- _Collected data entries_

== == ==

mod config;

use std::path::PathBuf;
use std::time::Duration;

use anyhow::{Context, Result};
use chrono::{DateTime, NaiveDate, Utc};
use clap::{Parser, Subcommand, ValueEnum};
use colored::Colorize;

use gitpulse_git::{CodeActivityStats, GitRepository, StatsError};
use gitpulse_logging::{init_tracing, LogFormat};
use gitpulse_process::ExecContext;

use crate::config::Config;

#[derive(Parser, Debug)]
#[command(
    name = "gitpulse",
    about = "Commit activity and contributor statistics for git repositories",
    version
)]
struct Cli {
    /// Repository to query (default: current directory)
    #[arg(short = 'C', long, global = true)]
    repo: Option<PathBuf>,

    /// Give up after this long, e.g. "30s" or "2m"
    #[arg(long, global = true, value_parser = parse_duration)]
    timeout: Option<Duration>,

    /// Log output format
    #[arg(long, value_enum, global = true)]
    log_format: Option<LogFormatChoice>,

    /// Log level or filter directive (RUST_LOG takes precedence)
    #[arg(long, global = true)]
    log_level: Option<String>,

    /// Print results as JSON
    #[arg(long, global = true)]
    json: bool,

    #[command(subcommand)]
    command: Command,
}

#[derive(Subcommand, Debug)]
enum Command {
    /// Commits, authors and changed lines since a point in time
    Activity {
        /// Start of the window, inclusive (RFC 3339 or YYYY-MM-DD)
        #[arg(long, value_parser = parse_time)]
        since: DateTime<Utc>,

        /// Restrict to one branch (default: all branches)
        #[arg(short, long)]
        branch: Option<String>,
    },
    /// Number of distinct authors on a branch
    Contributors {
        /// Branch to inspect
        #[arg(short, long, default_value = "master")]
        branch: String,

        /// Only count commits after this time (RFC 3339 or YYYY-MM-DD)
        #[arg(long, value_parser = parse_time)]
        since: Option<DateTime<Utc>>,
    },
}

#[derive(Debug, Clone, Copy, ValueEnum)]
enum LogFormatChoice {
    Pretty,
    Json,
    Compact,
}

impl From<LogFormatChoice> for LogFormat {
    fn from(choice: LogFormatChoice) -> Self {
        match choice {
            LogFormatChoice::Pretty => LogFormat::Pretty,
            LogFormatChoice::Json => LogFormat::Json,
            LogFormatChoice::Compact => LogFormat::Compact,
        }
    }
}

fn parse_duration(s: &str) -> Result<Duration, String> {
    humantime_serde::re::humantime::parse_duration(s).map_err(|e| e.to_string())
}

fn parse_time(s: &str) -> Result<DateTime<Utc>, String> {
    if let Ok(time) = DateTime::parse_from_rfc3339(s) {
        return Ok(time.with_timezone(&Utc));
    }
    NaiveDate::parse_from_str(s, "%Y-%m-%d")
        .ok()
        .and_then(|date| date.and_hms_opt(0, 0, 0))
        .map(|naive| naive.and_utc())
        .ok_or_else(|| format!("expected RFC 3339 time or YYYY-MM-DD, got {:?}", s))
}

#[tokio::main]
async fn main() -> Result<()> {
    let cli = Cli::parse();

    let repo_dir = match cli.repo.clone() {
        Some(dir) => dir,
        None => std::env::current_dir().context("Failed to get current directory")?,
    };

    let config = Config::load(&repo_dir)?;

    let log_level = cli
        .log_level
        .as_deref()
        .or(config.log_level.as_deref())
        .unwrap_or("warn");
    let log_format = cli
        .log_format
        .map(LogFormat::from)
        .or(config.log_format)
        .unwrap_or_default();
    init_tracing(log_level, log_format);

    let repo = GitRepository::open_with(&repo_dir, config.repo_options())
        .context("Failed to open repository")?;

    let (mut ctx, cancel) = ExecContext::with_cancel();
    if let Some(timeout) = cli.timeout.or(config.timeout) {
        ctx = ctx.with_timeout(timeout);
    }

    // Handle Ctrl+C by cancelling the running git process
    ctrlc::set_handler(move || {
        eprintln!("\nInterrupted. Stopping git...");
        cancel.cancel();
    })
    .context("Failed to set Ctrl+C handler")?;

    if let Err(e) = run(&cli, &repo, &ctx).await {
        let code = match e.downcast_ref::<StatsError>() {
            Some(StatsError::Cancelled(_)) => 130,
            _ => 1,
        };
        eprintln!("{} {:#}", "error:".red().bold(), e);
        std::process::exit(code);
    }

    Ok(())
}

async fn run(cli: &Cli, repo: &GitRepository, ctx: &ExecContext) -> Result<()> {
    match &cli.command {
        Command::Activity { since, branch } => {
            let stats = repo
                .code_activity_stats(ctx, *since, branch.as_deref())
                .await?;
            if cli.json {
                println!("{}", serde_json::to_string_pretty(&stats)?);
            } else {
                print_activity(repo, &stats, *since, branch.as_deref());
            }
        }
        Command::Contributors { branch, since } => {
            let count = repo.contributor_count(ctx, branch, *since).await?;
            if cli.json {
                let output = serde_json::json!({
                    "branch": branch,
                    "since": since,
                    "contributors": count,
                });
                println!("{}", serde_json::to_string_pretty(&output)?);
            } else {
                let window = since
                    .map(|s| format!(" since {}", s.to_rfc3339()))
                    .unwrap_or_default();
                println!(
                    "{} {} {}{}: {}",
                    repo.path().display(),
                    "contributors on".dimmed(),
                    branch.bold(),
                    window.dimmed(),
                    count.to_string().bright_white().bold()
                );
            }
        }
    }
    Ok(())
}

fn print_activity(
    repo: &GitRepository,
    stats: &CodeActivityStats,
    since: DateTime<Utc>,
    branch: Option<&str>,
) {
    println!(
        "{} {} {} {}",
        repo.path().display(),
        "activity since".dimmed(),
        since.to_rfc3339().bold(),
        format!("({})", branch.unwrap_or("all branches")).dimmed()
    );
    println!();
    println!("  Commits:                 {}", stats.commit_count.to_string().bold());
    println!(
        "  Commits in all branches: {}",
        stats.commit_count_in_all_branches
    );
    println!("  Authors:                 {}", stats.author_count);
    println!(
        "  Lines:                   {} {}",
        format!("+{}", stats.additions).green(),
        format!("-{}", stats.deletions).red()
    );

    if stats.authors.is_empty() {
        return;
    }

    println!();
    let width = stats
        .authors
        .iter()
        .map(|a| a.commits.to_string().len())
        .max()
        .unwrap_or(1);
    for author in &stats.authors {
        println!(
            "  {:>width$}  {} {}",
            author.commits.to_string().bright_white(),
            author.name,
            format!("<{}>", author.email).dimmed(),
            width = width
        );
    }
}

#[cfg(test)]
mod tests {
    use super::*;
    use chrono::TimeZone;

    #[test]
    fn test_parse_time_formats() {
        let expected = Utc.with_ymd_and_hms(2016, 1, 1, 0, 0, 0).unwrap();
        assert_eq!(parse_time("2016-01-01T00:00:00Z"), Ok(expected));
        assert_eq!(parse_time("2016-01-01T01:00:00+01:00"), Ok(expected));
        assert_eq!(parse_time("2016-01-01"), Ok(expected));
        assert!(parse_time("last tuesday").is_err());
    }

    #[test]
    fn test_cli_parses_subcommands() {
        let cli = Cli::try_parse_from([
            "gitpulse",
            "activity",
            "--since",
            "2016-01-01",
            "--branch",
            "master",
            "--timeout",
            "30s",
        ])
        .unwrap();

        assert_eq!(cli.timeout, Some(Duration::from_secs(30)));
        assert!(matches!(
            cli.command,
            Command::Activity { branch: Some(ref b), .. } if b == "master"
        ));

        let cli = Cli::try_parse_from(["gitpulse", "contributors", "--json"]).unwrap();
        assert!(cli.json);
        assert!(matches!(
            cli.command,
            Command::Contributors { ref branch, since: None } if branch == "master"
        ));
    }
}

== == ==

For this exercise, repeat the data above exactly.

mod config;

use std::path::PathBuf;
use std::time::Duration;

use anyhow::{Context, Result};
use chrono::{DateTime, NaiveDate, Utc};
use clap::{Parser, Subcommand, ValueEnum};
use colored::Colorize;

use gitpulse_git::{CodeActivityStats, GitRepository, StatsError};
use gitpulse_logging::{init_tracing, LogFormat};
use gitpulse_process::ExecContext;

use crate::config::Config;

#[derive(Parser, Debug)]
#[command(
    name = "gitpulse",
    about = "Commit activity and contributor statistics for git repositories",
    version
)]
struct Cli {
    /// Repository to query (default: current directory)
    #[arg(short = 'C', long, global = true)]
    repo: Option<PathBuf>,

    /// Give up after this long, e.g. "30s" or "2m"
    #[arg(long, global = true, value_parser = parse_duration)]
    timeout: Option<Duration>,

    /// Log output format
    #[arg(long, value_enum, global = true)]
    log_format: Option<LogFormatChoice>,

    /// Log level or filter directive (RUST_LOG takes precedence)
    #[arg(long, global = true)]
    log_level: Option<String>,

    /// Print results as JSON
    #[arg(long, global = true)]
    json: bool,

    #[command(subcommand)]
    command: Command,
}

#[derive(Subcommand, Debug)]
enum Command {
    /// Commits, authors and changed lines since a point in time
    Activity {
        /// Start of the window, inclusive (RFC 3339 or YYYY-MM-DD)
        #[arg(long, value_parser = parse_time)]
        since: DateTime<Utc>,

        /// Restrict to one branch (default: all branches)
        #[arg(short, long)]
        branch: Option<String>,
    },
    /// Number of distinct authors on a branch
    Contributors {
        /// Branch to inspect
        #[arg(short, long, default_value = "master")]
        branch: String,

        /// Only count commits after this time (RFC 3339 or YYYY-MM-DD)
        #[arg(long, value_parser = parse_time)]
        since: Option<DateTime<Utc>>,
    },
}

#[derive(Debug, Clone, Copy, ValueEnum)]
enum LogFormatChoice {
    Pretty,
    Json,
    Compact,
}

impl From<LogFormatChoice> for LogFormat {
    fn from(choice: LogFormatChoice) -> Self {
        match choice {
            LogFormatChoice::Pretty => LogFormat::Pretty,
            LogFormatChoice::Json => LogFormat::Json,
            LogFormatChoice::Compact => LogFormat::Compact,
        }
    }
}

fn parse_duration(s: &str) -> Result<Duration, String> {
    humantime_serde::re::humantime::parse_duration(s).map_err(|e| e.to_string())
}

fn parse_time(s: &str) -> Result<DateTime<Utc>, String> {
    if let Ok(time) = DateTime::parse_from_rfc3339(s) {
        return Ok(time.with_timezone(&Utc));
    }
    NaiveDate::parse_from_str(s, "%Y-%m-%d")
        .ok()
        .and_then(|date| date.and_hms_opt(0, 0, 0))
        .map(|naive| naive.and_utc())
        .ok_or_else(|| format!("expected RFC 3339 time or YYYY-MM-DD, got {:?}", s))
}

#[tokio::main]
async fn main() -> Result<()> {
    let cli = Cli::parse();

    let repo_dir = match cli.repo.clone() {
        Some(dir) => dir,
        None => std::env::current_dir().context("Failed to get current directory")?,
    };

    let config = Config::load(&repo_dir)?;

    let log_level = cli
        .log_level
        .as_deref()
        .or(config.log_level.as_deref())
        .unwrap_or("warn");
    let log_format = cli
        .log_format
        .map(LogFormat::from)
        .or(config.log_format)
        .unwrap_or_default();
    init_tracing(log_level, log_format);

    let repo = GitRepository::open_with(&repo_dir, config.repo_options())
        .context("Failed to open repository")?;

    let (mut ctx, cancel) = ExecContext::with_cancel();
    if let Some(timeout) = cli.timeout.or(config.timeout) {
        ctx = ctx.with_timeout(timeout);
    }

    // Handle Ctrl+C by cancelling the running git process
    ctrlc::set_handler(move || {
        eprintln!("\nInterrupted. Stopping git...");
        cancel.cancel();
    })
    .context("Failed to set Ctrl+C handler")?;

    if let Err(e) = run(&cli, &repo, &ctx).await {
        let code = match e.downcast_ref::<StatsError>() {
            Some(StatsError::Cancelled(_)) => 130,
            _ => 1,
        };
        eprintln!("{} {:#}", "error:".red().bold(), e);
        std::process::exit(code);
    }

    Ok(())
}

async fn run(cli: &Cli, repo: &GitRepository, ctx: &ExecContext) -> Result<()> {
    match &cli.command {
        Command::Activity { since, branch } => {
            let stats = repo
                .code_activity_stats(ctx, *since, branch.as_deref())
                .await?;
            if cli.json {
                println!("{}", serde_json::to_string_pretty(&stats)?);
            } else {
                print_activity(repo, &stats, *since, branch.as_deref());
            }
        }
        Command::Contributors { branch, since } => {
            let count = repo.contributor_count(ctx, branch, *since).await?;
            if cli.json {
                let output = serde_json::json!({
                    "branch": branch,
                    "since": since,
                    "contributors": count,
                });
                println!("{}", serde_json::to_string_pretty(&output)?);
            } else {
                let window = since
                    .map(|s| format!(" since {}", s.to_rfc3339()))
                    .unwrap_or_default();
                println!(
                    "{} {} {}{}: {}",
                    repo.path().display(),
                    "contributors on".dimmed(),
                    branch.bold(),
                    window.dimmed(),
                    count.to_string().bright_white().bold()
                );
            }
        }
    }
    Ok(())
}

fn print_activity(
    repo: &GitRepository,
    stats: &CodeActivityStats,
    since: DateTime<Utc>,
    branch: Option<&str>,
) {
    println!(
        "{} {} {} {}",
        repo.path().display(),
        "activity since".dimmed(),
        since.to_rfc3339().bold(),
        format!("({})", branch.unwrap_or("all branches")).dimmed()
    );
    println!();
    println!("  Commits:                 {}", stats.commit_count.to_string().bold());
    println!(
        "  Commits in all branches: {}",
        stats.commit_count_in_all_branches
    );
    println!("  Authors:                 {}", stats.author_count);
    println!(
        "  Lines:                   {} {}",
        format!("+{}", stats.additions).green(),
        format!("-{}", stats.deletions).red()
    );

    if stats.authors.is_empty() {
        return;
    }

    println!();
    let width = stats
        .authors
        .iter()
        .map(|a| a.commits.to_string().len())
        .max()
        .unwrap_or(1);
    for author in &stats.authors {
        println!(
            "  {:>width$}  {} {}",
            author.commits.to_string().bright_white(),
            author.name,
            format!("<{}>", author.email).dimmed(),
            width = width
        );
    }
}

#[cfg(test)]
mod tests {
    use super::*;
    use chrono::TimeZone;

    #[test]
    fn test_parse_time_formats() {
        let expected = Utc.with_ymd_and_hms(2016, 1, 1, 0, 0, 0).unwrap();
        assert_eq!(parse_time("2016-01-01T00:00:00Z"), Ok(expected));
        assert_eq!(parse_time("2016-01-01T01:00:00+01:00"), Ok(expected));
        assert_eq!(parse_time("2016-01-01"), Ok(expected));
        assert!(parse_time("last tuesday").is_err());
    }

    #[test]
    fn test_cli_parses_subcommands() {
        let cli = Cli::try_parse_from([
            "gitpulse",
            "activity",
            "--since",
            "2016-01-01",
            "--branch",
            "master",
            "--timeout",
            "30s",
        ])
        .unwrap();

        assert_eq!(cli.timeout, Some(Duration::from_secs(30)));
        assert!(matches!(
            cli.command,
            Command::Activity { branch: Some(ref b), .. } if b == "master"
        ));

        let cli = Cli::try_parse_from(["gitpulse", "contributors", "--json"]).unwrap();
        assert!(cli.json);
        assert!(matches!(
            cli.command,
            Command::Contributors { ref branch, since: None } if branch == "master"
        ));
    }
}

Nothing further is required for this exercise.